僕は、昔から職人気質(?)な面があるので「うちはずっとこの味でやってる」という頑固な考えがあります。なので、流行りのようなものには興味が湧きませんし、流されることもありません。もちろん、これからもそうです。もし、他にも同じようなサービスを提供している場所があるのであれば、言ってしまえば「僕は必要ない」のです。僕にしかできない、唯一無二のサービスを提供していることに意味があるのです。
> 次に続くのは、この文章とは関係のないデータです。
//! Progress-tracked exports.

use std::collections::HashMap;
use std::sync::{Arc, Mutex, PoisonError};

use lessondeck_core::{
    ApiError, ExportFormat, ExportJobResponse, ExportPayload, ExportRequest, ProgressListener,
};
use tracing::{debug, info};

use super::client::ProgressSubscriptionClient;
use crate::client::{ExportStatusSource, PresentationApiClient};
use crate::config::ProgressClientConfig;
use crate::http::{HttpBackend, ReqwestBackend};

/// Starts export jobs and follows them to completion.
///
/// Export progress travels on its own socket (`/ws/exports/{user}`) and
/// falls back to polling the export status endpoint, with the same
/// reconnect behaviour as job progress.
pub struct ExportProgressClient<B: HttpBackend = ReqwestBackend> {
    api: PresentationApiClient<B>,
    progress: ProgressSubscriptionClient,
    /// Requested format per export, until it is downloaded or cancelled.
    formats: Mutex<HashMap<String, ExportFormat>>,
}

impl<B: HttpBackend + 'static> ExportProgressClient<B> {
    pub fn new(api: PresentationApiClient<B>, config: ProgressClientConfig) -> Self {
        let socket_url = api.config().export_socket_url();
        let source = Arc::new(ExportStatusSource::new(api.clone()));
        Self {
            progress: ProgressSubscriptionClient::new(config, socket_url, source),
            api,
            formats: Mutex::new(HashMap::new()),
        }
    }

    /// Start an export of `presentation_id` and subscribe `listener` to it.
    ///
    /// Returns the server's response; its `export_id` identifies the job
    /// in every other call.
    pub async fn start_export(
        &self,
        presentation_id: &str,
        request: &ExportRequest,
        listener: Arc<dyn ProgressListener>,
    ) -> Result<ExportJobResponse, ApiError> {
        let response = self.api.start_export_job(presentation_id, request).await?;
        info!(
            presentation_id,
            export_id = %response.export_id,
            format = %request.format,
            "export started"
        );
        if let Some(url) = &response.websocket_url {
            debug!(export_id = %response.export_id, url = %url, "server suggested export socket");
        }

        self.remember(&response.export_id, request.format);
        self.progress.subscribe(response.export_id.clone(), listener).await;
        Ok(response)
    }

    /// Cancel an export on the server and stop tracking it.
    ///
    /// Tracking stops even when the server call fails.
    pub async fn cancel_export(&self, export_id: &str) -> Result<(), ApiError> {
        self.progress.unsubscribe(export_id);
        self.forget(export_id);
        self.api.cancel_export(export_id).await
    }

    /// Retry a failed export and track the new attempt with `listener`.
    pub async fn retry_export(
        &self,
        export_id: &str,
        listener: Arc<dyn ProgressListener>,
    ) -> Result<ExportJobResponse, ApiError> {
        let response = self.api.retry_export(export_id).await?;
        if response.export_id != export_id
            && let Some(format) = self.forget(export_id)
        {
            self.remember(&response.export_id, format);
        }
        self.progress.subscribe(response.export_id.clone(), listener).await;
        Ok(response)
    }

    /// Download a finished export.
    pub async fn download_export(&self, export_id: &str) -> Result<ExportPayload, ApiError> {
        let expected = self.requested_format(export_id).unwrap_or(ExportFormat::Json);
        let payload = self.api.download_export(export_id, expected).await?;
        self.forget(export_id);
        Ok(payload)
    }

    /// Stop tracking an export without cancelling it.
    pub fn unsubscribe(&self, export_id: &str) -> bool {
        self.progress.unsubscribe(export_id)
    }

    pub fn is_tracking(&self, export_id: &str) -> bool {
        self.progress.is_subscribed(export_id)
    }

    pub const fn progress(&self) -> &ProgressSubscriptionClient {
        &self.progress
    }

    fn remember(&self, export_id: &str, format: ExportFormat) {
        self.formats
            .lock()
            .unwrap_or_else(PoisonError::into_inner)
            .insert(export_id.to_string(), format);
    }

    /// Format requested for an export that is not yet downloaded.
    pub fn requested_format(&self, export_id: &str) -> Option<ExportFormat> {
        self.formats
            .lock()
            .unwrap_or_else(PoisonError::into_inner)
            .get(export_id)
            .copied()
    }

    fn forget(&self, export_id: &str) -> Option<ExportFormat> {
        self.formats
            .lock()
            .unwrap_or_else(PoisonError::into_inner)
            .remove(export_id)
    }
}

impl<B: HttpBackend> Drop for ExportProgressClient<B> {
    fn drop(&mut self) {
        self.progress.unsubscribe_all();
    }
}
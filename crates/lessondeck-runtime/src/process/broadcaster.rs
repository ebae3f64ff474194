//! Backend lifecycle event broadcasting.

use lessondeck_core::BackendEvent;
use tokio::sync::broadcast;
use tracing::debug;

/// Broadcast channel capacity for lifecycle events.
const CHANNEL_CAPACITY: usize = 64;

/// Broadcaster for backend lifecycle events.
///
/// Owned by the supervisor; subscribers get every event emitted after they
/// subscribed. Slow subscribers lose the oldest events.
#[derive(Debug, Clone)]
pub struct EventBroadcaster {
    sender: broadcast::Sender<BackendEvent>,
}

impl EventBroadcaster {
    /// Create a new broadcaster
    pub fn new() -> Self {
        let (sender, _) = broadcast::channel(CHANNEL_CAPACITY);
        Self { sender }
    }

    /// Broadcast an event to all subscribers
    pub fn broadcast(&self, event: BackendEvent) {
        debug!(event = event.name(), port = ?event.state().port, "Backend lifecycle event");
        // No receivers is fine.
        let _ = self.sender.send(event);
    }

    /// Subscribe to lifecycle events
    pub fn subscribe(&self) -> broadcast::Receiver<BackendEvent> {
        self.sender.subscribe()
    }

    /// Get number of active subscribers
    pub fn subscriber_count(&self) -> usize {
        self.sender.receiver_count()
    }
}

impl Default for EventBroadcaster {
    fn default() -> Self {
        Self::new()
    }
}
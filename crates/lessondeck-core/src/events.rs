//! Backend process lifecycle events.
//!
//! The supervisor broadcasts these so a shell (tray, status bar, CLI) can
//! follow the managed backend without polling `status()`.

use serde::{Deserialize, Serialize};

/// Lifecycle phase of the managed backend.
#[derive(Debug, Clone, Copy, PartialEq, Eq, Hash, Default, Serialize, Deserialize)]
#[serde(rename_all = "lowercase")]
pub enum BackendPhase {
    #[default]
    Stopped,
    Starting,
    Running,
    Stopping,
}

impl BackendPhase {
    #[must_use]
    pub const fn as_str(self) -> &'static str {
        match self {
            Self::Stopped => "stopped",
            Self::Starting => "starting",
            Self::Running => "running",
            Self::Stopping => "stopping",
        }
    }
}

impl std::fmt::Display for BackendPhase {
    fn fmt(&self, f: &mut std::fmt::Formatter<'_>) -> std::fmt::Result {
        f.write_str(self.as_str())
    }
}

/// Read-only view of the supervisor state.
///
/// `running` is true only when `phase` is `Running`; `port` and `pid` are
/// set whenever a process exists.
#[derive(Debug, Clone, Copy, PartialEq, Eq, Default, Serialize, Deserialize)]
pub struct BackendStatus {
    pub phase: BackendPhase,
    pub running: bool,
    pub port: Option<u16>,
    pub pid: Option<u32>,
}

impl BackendStatus {
    /// Nothing is running.
    #[must_use]
    pub const fn stopped() -> Self {
        Self {
            phase: BackendPhase::Stopped,
            running: false,
            port: None,
            pid: None,
        }
    }

    /// Base URL of the managed backend, when one is running.
    #[must_use]
    pub fn base_url(&self) -> Option<String> {
        match (self.running, self.port) {
            (true, Some(port)) => Some(format!("http://127.0.0.1:{port}")),
            _ => None,
        }
    }
}

/// Snapshot carried by lifecycle events.
#[derive(Debug, Clone, PartialEq, Eq, Serialize, Deserialize)]
#[serde(rename_all = "camelCase")]
pub struct BackendStateInfo {
    pub phase: BackendPhase,
    pub port: Option<u16>,
    pub pid: Option<u32>,
    /// Unix milliseconds.
    pub updated_at: u64,
}

impl BackendStateInfo {
    pub fn new(phase: BackendPhase, port: Option<u16>, pid: Option<u32>) -> Self {
        let updated_at = u64::try_from(chrono::Utc::now().timestamp_millis()).unwrap_or(0);
        Self {
            phase,
            port,
            pid,
            updated_at,
        }
    }
}

/// Lifecycle event emitted by the supervisor.
#[derive(Debug, Clone, PartialEq, Eq, Serialize, Deserialize)]
#[serde(tag = "type", rename_all = "lowercase")]
pub enum BackendEvent {
    /// A start was requested and a port allocated.
    Starting(BackendStateInfo),
    /// Health check passed.
    Running(BackendStateInfo),
    /// Shutdown in progress.
    Stopping(BackendStateInfo),
    /// Process gone after a requested stop.
    Stopped(BackendStateInfo),
    /// Process exited without being asked to.
    Crashed(BackendStateInfo),
    /// Health monitor gave up on the process and is restarting it.
    Restarting {
        #[serde(flatten)]
        state: BackendStateInfo,
        reason: String,
    },
}

impl BackendEvent {
    /// State snapshot carried by the event.
    #[must_use]
    pub const fn state(&self) -> &BackendStateInfo {
        match self {
            Self::Starting(state)
            | Self::Running(state)
            | Self::Stopping(state)
            | Self::Stopped(state)
            | Self::Crashed(state)
            | Self::Restarting { state, .. } => state,
        }
    }

    /// Short name for logs.
    #[must_use]
    pub const fn name(&self) -> &'static str {
        match self {
            Self::Starting(_) => "starting",
            Self::Running(_) => "running",
            Self::Stopping(_) => "stopping",
            Self::Stopped(_) => "stopped",
            Self::Crashed(_) => "crashed",
            Self::Restarting { .. } => "restarting",
        }
    }
}

#[cfg(test)]
mod tests {
    use super::*;

    #[test]
    fn test_status_base_url() {
        assert_eq!(BackendStatus::stopped().base_url(), None);
        let status = BackendStatus {
            phase: BackendPhase::Running,
            running: true,
            port: Some(8123),
            pid: Some(42),
        };
        assert_eq!(status.base_url().as_deref(), Some("http://127.0.0.1:8123"));
    }

    #[test]
    fn test_event_serialization() {
        let event = BackendEvent::Running(BackendStateInfo::new(
            BackendPhase::Running,
            Some(8001),
            Some(7),
        ));
        let json = serde_json::to_value(&event).unwrap();
        assert_eq!(json["type"], "running");
        assert_eq!(json["phase"], "running");
        assert_eq!(json["port"], 8001);

        let restarting = BackendEvent::Restarting {
            state: BackendStateInfo::new(BackendPhase::Running, Some(8001), Some(7)),
            reason: "2 consecutive health check failures".to_string(),
        };
        let json = serde_json::to_value(&restarting).unwrap();
        assert_eq!(json["type"], "restarting");
        assert_eq!(json["port"], 8001);
        assert_eq!(restarting.name(), "restarting");
        assert_eq!(restarting.state().pid, Some(7));
    }
}
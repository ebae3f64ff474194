//! Channel-backed [`ProgressListener`].
//!
//! Turns listener callbacks into a stream of [`SubscriptionEvent`]s so a
//! caller can `await` progress instead of implementing the trait.

use lessondeck_core::{JobFailure, JobProgress, ProgressListener, ProgressUpdate};
use tokio::sync::mpsc;

/// One listener callback, as a value.
#[derive(Debug, Clone)]
pub enum SubscriptionEvent {
    Progress {
        update: ProgressUpdate,
        progress: JobProgress,
    },
    Completed {
        update: ProgressUpdate,
        progress: JobProgress,
    },
    Failed(JobFailure),
    Connection(bool),
}

impl SubscriptionEvent {
    /// Whether this is the last event of the subscription.
    pub const fn is_terminal(&self) -> bool {
        matches!(self, Self::Completed { .. } | Self::Failed(_))
    }
}

/// Forwards every callback into an unbounded channel.
///
/// Sends never block; events are dropped once the receiver is gone.
#[derive(Debug, Clone)]
pub struct ChannelListener {
    tx: mpsc::UnboundedSender<SubscriptionEvent>,
}

impl ChannelListener {
    pub fn new() -> (Self, mpsc::UnboundedReceiver<SubscriptionEvent>) {
        let (tx, rx) = mpsc::unbounded_channel();
        (Self { tx }, rx)
    }

    fn send(&self, event: SubscriptionEvent) {
        let _ = self.tx.send(event);
    }
}

impl ProgressListener for ChannelListener {
    fn on_progress(&self, update: &ProgressUpdate, progress: &JobProgress) {
        self.send(SubscriptionEvent::Progress {
            update: update.clone(),
            progress: progress.clone(),
        });
    }

    fn on_complete(&self, update: &ProgressUpdate, progress: &JobProgress) {
        self.send(SubscriptionEvent::Completed {
            update: update.clone(),
            progress: progress.clone(),
        });
    }

    fn on_error(&self, failure: &JobFailure) {
        self.send(SubscriptionEvent::Failed(failure.clone()));
    }

    fn on_connection_change(&self, connected: bool) {
        self.send(SubscriptionEvent::Connection(connected));
    }
}
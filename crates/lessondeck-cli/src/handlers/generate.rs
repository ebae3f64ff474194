//! Generate command handler.

use std::path::PathBuf;

use lessondeck_core::{ExportFormat, GenerateRequest, Priority};

use super::export;
use super::jobs::{presentation_id, watch_job};
use crate::bootstrap::AppContext;
use crate::error::CliError;

/// Arguments of `lessondeck generate`.
#[derive(Debug, Clone)]
pub struct GenerateArgs {
    pub lesson_id: String,
    pub style: Option<String>,
    pub polish: bool,
    pub priority: Priority,
    pub timeout_seconds: Option<u32>,
    pub detach: bool,
    pub export: Option<ExportFormat>,
    pub output: Option<PathBuf>,
}

impl GenerateArgs {
    pub fn request(&self) -> GenerateRequest {
        let mut request = GenerateRequest::new(&self.lesson_id)
            .with_llm_polish(self.polish)
            .with_priority(self.priority);
        if let Some(style) = &self.style {
            request = request.with_style(style);
        }
        if let Some(seconds) = self.timeout_seconds {
            request = request.with_timeout_seconds(seconds);
        }
        request
    }
}

/// Queue a generation job, follow it, and optionally export the result.
pub async fn execute(ctx: &AppContext, args: GenerateArgs) -> Result<(), CliError> {
    let response = ctx.api().generate_presentation(&args.request()).await?;
    println!("Queued job {} for lesson {}", response.job_id, args.lesson_id);
    if args.detach {
        println!("Follow it with: lessondeck watch {}", response.job_id);
        return Ok(());
    }

    let finished = watch_job(ctx, &response.job_id).await?;
    let presentation = presentation_id(ctx, &response.job_id, &finished).await?;
    println!("Presentation ready: {presentation}");

    if let Some(format) = args.export {
        export::download(ctx, &presentation, format, &[], args.output).await?;
    }
    Ok(())
}
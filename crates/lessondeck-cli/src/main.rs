//! CLI entry point.
//!
//! Parses arguments, sets up logging, and routes commands to handlers.
//! Everything a handler needs comes from the bootstrapped context.

use std::path::PathBuf;
use std::process::ExitCode;

use clap::{CommandFactory, Parser};

use lessondeck_cli::handlers::export::ExportArgs;
use lessondeck_cli::handlers::generate::GenerateArgs;
use lessondeck_cli::{
    AppContext, Cli, CliConfig, CliError, Commands, bootstrap, exit_code_for, handlers,
};

/// Log to stderr (stdout carries command output) and to a daily file
/// under the user data directory.
fn init_tracing(verbose: bool) {
    use tracing_subscriber::layer::SubscriberExt;
    use tracing_subscriber::util::SubscriberInitExt;

    let log_dir = dirs::data_dir().map_or_else(
        || PathBuf::from(".").join("logs"),
        |dir| dir.join("lessondeck").join("logs"),
    );
    if let Err(e) = std::fs::create_dir_all(&log_dir) {
        eprintln!("Failed to create log directory: {e}");
    }

    let file_appender = tracing_appender::rolling::daily(&log_dir, "lessondeck");
    let (non_blocking, guard) = tracing_appender::non_blocking(file_appender);

    let default_level = if verbose { "debug" } else { "warn" };
    let env_filter = tracing_subscriber::EnvFilter::try_from_default_env()
        .unwrap_or_else(|_| tracing_subscriber::EnvFilter::new(default_level));

    tracing_subscriber::registry()
        .with(env_filter)
        .with(
            tracing_subscriber::fmt::layer()
                .with_writer(std::io::stderr)
                .compact(),
        )
        .with(
            tracing_subscriber::fmt::layer()
                .with_writer(non_blocking)
                .with_ansi(false)
                .compact(),
        )
        .try_init()
        .ok();

    // Keep the writer alive for the life of the process.
    std::mem::forget(guard);
}

#[tokio::main]
async fn main() -> ExitCode {
    dotenvy::dotenv().ok();

    let cli = Cli::parse();
    init_tracing(cli.verbose);

    match run(cli).await {
        Ok(()) => ExitCode::SUCCESS,
        Err(err) => {
            eprintln!("Error: {err:#}");
            ExitCode::from(exit_code_for(&err))
        }
    }
}

async fn run(cli: Cli) -> anyhow::Result<()> {
    let Some(command) = cli.command else {
        Cli::command().print_help()?;
        return Ok(());
    };

    let config = CliConfig::from_env()?
        .with_api_url(cli.api_url)
        .with_local_backend(cli.local_backend);

    // `serve` owns its supervisor and never talks to the API.
    if let Commands::Serve { program, args } = command {
        handlers::serve::execute(&config.settings, program, args).await?;
        return Ok(());
    }

    let ctx = bootstrap(config).await?;
    let result = dispatch(&ctx, command).await;
    ctx.shutdown().await;
    result.map_err(Into::into)
}

async fn dispatch(ctx: &AppContext, command: Commands) -> Result<(), CliError> {
    match command {
        Commands::Serve { .. } => Err(CliError::Arguments(
            "serve cannot be combined with a running context".to_string(),
        )),
        Commands::Generate {
            lesson_id,
            style,
            no_polish,
            priority,
            timeout,
            detach,
            export,
            output,
        } => {
            let args = GenerateArgs {
                lesson_id,
                style,
                polish: !no_polish,
                priority: priority.into(),
                timeout_seconds: timeout,
                detach,
                export: export.map(Into::into),
                output,
            };
            handlers::generate::execute(ctx, args).await
        }
        Commands::Status { job_id } => handlers::jobs::status(ctx, &job_id).await,
        Commands::Watch { job_id } => handlers::jobs::watch(ctx, &job_id).await,
        Commands::Cancel { job_id } => handlers::jobs::cancel(ctx, &job_id).await,
        Commands::Retry { job_id, watch } => handlers::jobs::retry(ctx, &job_id, watch).await,
        Commands::Export {
            presentation_id,
            format,
            fallback,
            track,
            output,
        } => {
            let args = ExportArgs {
                presentation_id,
                format: format.into(),
                fallbacks: fallback.into_iter().map(Into::into).collect(),
                track,
                output,
            };
            handlers::export::execute(ctx, args).await
        }
    }
}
商売の本質は「自分が欲しいものを売ること」だと考えています。「え、お客様が求めるもの売ることじゃないの?」という考えが普通なのでしょうが、僕の場合は真逆になります。これはラーメン屋もそうだと思います。「うちのスープが一番に決まってる」「チャーシューならどこにも負けねぇ」という誇りを持っていると思うのです。仮に自分のお店の味をそこまで好きでもない店員がつくるラーメンって、こちらも食べたいと思わないんです。料理というのは味も大切ですが、それ以前に、店主の誇りだったり、想いだったり、情熱があるからこそ「ハマる」ものだと思うのです。

僕も「自分の味」には誇りを持っていますので、もし自分が女性だったら「こういうカラダになりたい」という意識を持って仕事をしています。万人ウケする商売ではなく、自分の求める価値観に共鳴した「一部の人」にだけ理解してもらえれば、それで結構なのです。

以上が、僕の活動名を変更した理由になります。

初見の方からするとかなりの”ひねくれ者”に映ると思いますが、逆に言えば、世間の抵抗を喰らい、時には批判を受けつつも、それでもひねくれ続けなければ本当に良いものは生み出せないと考えています。ただ「女性を美しくすること」「才能を引き出すこと」「体の可能性を目醒めさせること」に関しては一途ですので、どうぞ今後ともよろしくお願いいたします。

ひねくれ続けない限り、本当にいいものは生まれない。